Krishnendu Ray, a professor of food studies at New York University, cites demographics and Eurocentrism. For example, India is 11 times bigger than Italy in size, but there are 15 million people of Italian descent in the United States versus 4.7 million people of Indian descent (and only 1 million of those are Gujarati). Also, regional Italian cuisine is unfairly considered more prestigious. “If an American does not know about regional Italian food, that is a lot more embarrassing than if they do not know about regional Indian food,” Ray said by email.
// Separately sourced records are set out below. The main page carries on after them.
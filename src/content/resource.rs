// This file is part of the terraform-provider-remscontent project
//
// Copyright (C) ANEO, 2024-2024. All rights reserved.
//
// Licensed under the Apache License, Version 2.0 (the "License")
// you may not use this file except in compliance with the License.
// You may obtain a copy of the License at
//
//     http://www.apache.org/licenses/LICENSE-2.0
//
// Unless required by applicable law or agreed to in writing, software
// distributed under the License is distributed on an "AS IS" BASIS,
// WITHOUT WARRANTIES OR CONDITIONS OF ANY KIND, either express or implied.
// See the License for the specific language governing permissions and
// limitations under the License.

use std::marker::PhantomData;

use async_trait::async_trait;
use tf_provider::value::{Value, ValueEmpty};
use tf_provider::{schema::Schema, AttributePath, Diagnostics, Resource};
use tracing::info;

use crate::client::RemsClient;
use crate::provider::SharedClient;
use crate::utils::Reported;

use super::{apply_enabled, Content, ContentState};

#[derive(Debug)]
pub struct ContentResource<T: Content> {
    client: SharedClient,
    content: PhantomData<T>,
}

impl<T: Content> ContentResource<T> {
    pub fn new(client: SharedClient) -> Self {
        Self {
            client,
            content: PhantomData,
        }
    }

    /// Read back values REMS assigned during a write.
    ///
    /// Values that cannot be read back are set to null: the object exists and
    /// its state must be saved with known values.
    async fn resolve<'a>(
        client: &RemsClient,
        diags: &mut Diagnostics,
        id: i64,
        state: &mut T::State<'a>,
    ) {
        if T::has_unknowns(state) {
            let remote = T::fetch(client, id)
                .await
                .reported(diags, &format!("Failure to read back {}", T::NAME));
            if let Some(remote) = remote {
                T::resolve(remote, state);
            }
            T::clear_unknowns(state);
        }
    }

    /// Push the planned `enabled` flag. On failure the state keeps `current`,
    /// the value REMS still holds.
    async fn push_enabled<'a>(
        client: &RemsClient,
        diags: &mut Diagnostics,
        id: i64,
        state: &mut T::State<'a>,
        current: bool,
    ) {
        let Some(kind) = T::KIND else {
            return;
        };
        let Some(enabled) = state.enabled_mut() else {
            return;
        };
        if apply_enabled(client, diags, kind, id, enabled, current)
            .await
            .is_none()
        {
            *enabled = Value::Value(current);
        }
    }
}

fn default_enabled<'a, S: ContentState<'a>>(state: &mut S) {
    if let Some(enabled) = state.enabled_mut() {
        if enabled.is_null() {
            *enabled = Value::Value(true);
        }
    }
}

#[async_trait]
impl<T: Content> Resource for ContentResource<T> {
    type State<'a> = T::State<'a>;
    type PrivateState<'a> = ValueEmpty;
    type ProviderMetaState<'a> = ValueEmpty;

    fn schema(&self, _diags: &mut Diagnostics) -> Option<Schema> {
        Some(T::schema())
    }

    async fn validate<'a>(&self, diags: &mut Diagnostics, config: Self::State<'a>) -> Option<()> {
        T::validate(diags, &config);

        if diags.errors.is_empty() {
            Some(())
        } else {
            None
        }
    }

    async fn read<'a>(
        &self,
        diags: &mut Diagnostics,
        state: Self::State<'a>,
        private_state: Self::PrivateState<'a>,
        _provider_meta_state: Self::ProviderMetaState<'a>,
    ) -> Option<(Self::State<'a>, Self::PrivateState<'a>)> {
        let Some(id) = state.id().as_ref_option().copied() else {
            return Some((state, private_state));
        };
        let Some(client) = self.client.get(diags) else {
            return Some((state, private_state));
        };

        match T::fetch(&client, id).await {
            Ok(remote) => {
                let mut state = state;
                T::apply(remote, &mut state);
                Some((state, private_state))
            }
            Err(err) if err.is_not_found() => {
                diags.root_warning(
                    format!("{} {id} no longer exists", T::NAME),
                    "It has been removed outside of Terraform and will be dropped from the state.",
                );
                None
            }
            Err(err) => {
                diags.root_error(format!("Failure to read {}", T::NAME), err.to_string());
                Some((state, private_state))
            }
        }
    }

    async fn plan_create<'a>(
        &self,
        _diags: &mut Diagnostics,
        proposed_state: Self::State<'a>,
        _config_state: Self::State<'a>,
        _provider_meta_state: Self::ProviderMetaState<'a>,
    ) -> Option<(Self::State<'a>, Self::PrivateState<'a>)> {
        let mut state = proposed_state;
        *state.id_mut() = Value::Unknown;
        default_enabled(&mut state);
        T::normalize(&mut state);

        Some((state, Default::default()))
    }

    async fn plan_update<'a>(
        &self,
        _diags: &mut Diagnostics,
        prior_state: Self::State<'a>,
        proposed_state: Self::State<'a>,
        _config_state: Self::State<'a>,
        prior_private_state: Self::PrivateState<'a>,
        _provider_meta_state: Self::ProviderMetaState<'a>,
    ) -> Option<(
        Self::State<'a>,
        Self::PrivateState<'a>,
        Vec<AttributePath>,
    )> {
        let trigger_replace = T::requires_replace(&prior_state, &proposed_state);

        let mut state = proposed_state;
        *state.id_mut() = prior_state.id().clone();
        default_enabled(&mut state);
        T::normalize(&mut state);

        Some((state, prior_private_state, trigger_replace))
    }

    async fn plan_destroy<'a>(
        &self,
        _diags: &mut Diagnostics,
        _prior_state: Self::State<'a>,
        prior_private_state: Self::PrivateState<'a>,
        _provider_meta_state: Self::ProviderMetaState<'a>,
    ) -> Option<Self::PrivateState<'a>> {
        Some(prior_private_state)
    }

    async fn create<'a>(
        &self,
        diags: &mut Diagnostics,
        planned_state: Self::State<'a>,
        _config_state: Self::State<'a>,
        private_state: Self::PrivateState<'a>,
        _provider_meta_state: Self::ProviderMetaState<'a>,
    ) -> Option<(Self::State<'a>, Self::PrivateState<'a>)> {
        let client = self.client.get(diags)?;
        let mut state = planned_state;

        let id = T::create(&client, diags, &state).await?;
        *state.id_mut() = Value::Value(id);
        info!(id, kind = T::NAME, "created");

        // New content is enabled
        Self::push_enabled(&client, diags, id, &mut state, true).await;
        Self::resolve(&client, diags, id, &mut state).await;

        Some((state, private_state))
    }

    async fn update<'a>(
        &self,
        diags: &mut Diagnostics,
        prior_state: Self::State<'a>,
        planned_state: Self::State<'a>,
        _config_state: Self::State<'a>,
        private_state: Self::PrivateState<'a>,
        _provider_meta_state: Self::ProviderMetaState<'a>,
    ) -> Option<(Self::State<'a>, Self::PrivateState<'a>)> {
        let client = self.client.get(diags)?;
        let Some(id) = prior_state.id().as_ref_option().copied() else {
            diags.root_error(
                format!("Failure to update {}", T::NAME),
                "The prior state has no id.",
            );
            return None;
        };

        let mut state = planned_state;
        *state.id_mut() = Value::Value(id);

        T::update(&client, diags, id, &prior_state, &state).await?;
        info!(id, kind = T::NAME, "updated");

        let current = prior_state
            .enabled()
            .and_then(|enabled| enabled.as_ref_option().copied())
            .unwrap_or(true);
        Self::push_enabled(&client, diags, id, &mut state, current).await;
        Self::resolve(&client, diags, id, &mut state).await;

        Some((state, private_state))
    }

    async fn destroy<'a>(
        &self,
        diags: &mut Diagnostics,
        state: Self::State<'a>,
        _planned_private_state: Self::PrivateState<'a>,
        _provider_meta_state: Self::ProviderMetaState<'a>,
    ) -> Option<()> {
        let Some(id) = state.id().as_ref_option().copied() else {
            return Some(());
        };
        let client = self.client.get(diags)?;

        T::delete(&client, diags, id).await
    }

    async fn import<'a>(
        &self,
        diags: &mut Diagnostics,
        id: String,
    ) -> Option<(Self::State<'a>, Self::PrivateState<'a>)> {
        let Ok(id) = id.trim().parse::<i64>() else {
            diags.root_error(
                format!("Invalid {} import id", T::NAME),
                format!("Expected the numeric REMS id, got `{id}`."),
            );
            return None;
        };

        let mut state = Self::State::default();
        *state.id_mut() = Value::Value(id);
        Some((state, Default::default()))
    }
}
He suggested comparing Gujarati food to Korean food, whose community has similar demographics (around 1 million descendants in America) but much more visibility. That’s because, during the Korean War, some American soldiers married Korean women, brought home a taste for Korean food, and it spread. “So Americans are a lot more familiar with Korean culture and food than they will ever be with Gujarati culture and food,” he said.

But hope is not lost. “The world is also moving away from a U.S.-centered world to a Sino-centric one,” Ray said, meaning that it revolves around China and Asian countries. “Our global cultural idioms will follow, including palatal ones.” Restaurants like Besharam, he said, open our minds to non-Eurocentric ways to eat.

Patel’s mind is already open. Her menu covers four cities at a time, so she added Mumbai in place of Rajkot last year, including such dishes as a pav bhaji puff and drunken pani puri. This year, she tested out Jaipur, Rajasthan, in place of Vadodara. She’s also interested in covering more rural hyper-regional Gujarati cuisine.

She doesn’t know whether Besharam will go back to an all-Gujarati menu or shift further away, and she likes that. Her restaurant is a living, changing reflection of herself.

“Sometimes we get stagnant … we limit ourselves,” she said. “I don’t want to limit myself because there’s inspiration to be found in every experience I’ve had in my life. To me, that’s exciting.”